[Supplied material]

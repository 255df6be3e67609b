//! # CLI Layer
//!
//! This module is **one possible UI client** for hypernote. It is the only place
//! in the codebase that:
//! - Knows about terminal I/O (stdout, stderr, stdin)
//! - Reads files (config, note bodies, notes collections)
//! - Installs the tracing subscriber
//!
//! ## Structure
//!
//! - `run()`: main dispatch logic (called by `main.rs`)
//! - `handle_*()`: per-command handlers that call the API and format output
//! - `print_*()` (in `print.rs`): text output formatting

use clap::Parser;
use hypernote::api::HypernoteApi;
use hypernote::config::HypernoteConfig;
use hypernote::error::{HypernoteError, Result};
use hypernote::model::Note;
use serde::Serialize;
use std::fs;
use std::io::Read;
use std::path::Path;
use tracing_subscriber::{fmt, prelude::*, EnvFilter};

use super::print::{print_answer, print_config, print_intent, print_lists};
use super::setup::{Cli, Commands, OutputFormat};

pub fn run() -> Result<()> {
    let cli = Cli::parse();
    init_tracing(cli.verbose);

    let config = HypernoteConfig::load(cli.config.as_deref())?;
    let api = HypernoteApi::new(config);
    let output = cli.output;

    match cli.command {
        Commands::Parse { input } => handle_parse(&api, &input, output),
        Commands::Lists { file } => handle_lists(&api, file.as_deref(), output),
        Commands::Ask { question, notes } => handle_ask(&api, &question, &notes, output),
        Commands::Config => handle_config(&api, output),
    }
}

/// Logs go to stderr. `RUST_LOG` wins over `--verbose`.
fn init_tracing(verbose: bool) {
    let default_level = if verbose { "hypernote=debug" } else { "warn" };
    let filter =
        EnvFilter::try_from_default_env().unwrap_or_else(|_| EnvFilter::new(default_level));

    let _ = tracing_subscriber::registry()
        .with(fmt::layer().with_writer(std::io::stderr))
        .with(filter)
        .try_init();
}

fn handle_parse(api: &HypernoteApi, input: &str, output: OutputFormat) -> Result<()> {
    let intent = api.interpret(input);
    match output {
        OutputFormat::Json => print_json(&intent),
        OutputFormat::Text => {
            print_intent(&intent);
            Ok(())
        }
    }
}

fn handle_lists(api: &HypernoteApi, file: Option<&Path>, output: OutputFormat) -> Result<()> {
    let content = read_input(file)?;
    let lists = api.extract_lists(&content);
    match output {
        OutputFormat::Json => print_json(&lists),
        OutputFormat::Text => {
            print_lists(&lists);
            Ok(())
        }
    }
}

fn handle_ask(
    api: &HypernoteApi,
    question: &str,
    notes_path: &Path,
    output: OutputFormat,
) -> Result<()> {
    let notes = load_notes(notes_path)?;
    tracing::debug!(notes = notes.len(), "notes loaded");

    let answer = api.ask(question, &notes);
    match output {
        OutputFormat::Json => print_json(&answer),
        OutputFormat::Text => {
            print_answer(&answer);
            Ok(())
        }
    }
}

fn handle_config(api: &HypernoteApi, output: OutputFormat) -> Result<()> {
    match output {
        OutputFormat::Json => print_json(api.config()),
        OutputFormat::Text => {
            print_config(api.config());
            Ok(())
        }
    }
}

fn print_json<T: Serialize + ?Sized>(value: &T) -> Result<()> {
    println!("{}", serde_json::to_string_pretty(value)?);
    Ok(())
}

fn read_input(file: Option<&Path>) -> Result<String> {
    match file {
        Some(path) => Ok(fs::read_to_string(path)?),
        None => {
            let mut buf = String::new();
            std::io::stdin().read_to_string(&mut buf)?;
            Ok(buf)
        }
    }
}

/// Reads a JSON array of `{"title": ..., "content": ...}` objects.
fn load_notes(path: &Path) -> Result<Vec<Note>> {
    let raw = fs::read_to_string(path)?;
    let value: serde_json::Value = serde_json::from_str(&raw)?;
    if !value.is_array() {
        return Err(HypernoteError::InvalidNotes(format!(
            "{}: expected a JSON array of notes",
            path.display()
        )));
    }
    Ok(serde_json::from_value(value)?)
}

[/Supplied material]

§ About this exercise
Please count the lines of the material above that contain "Commands", and give only the number.

§ Result below
5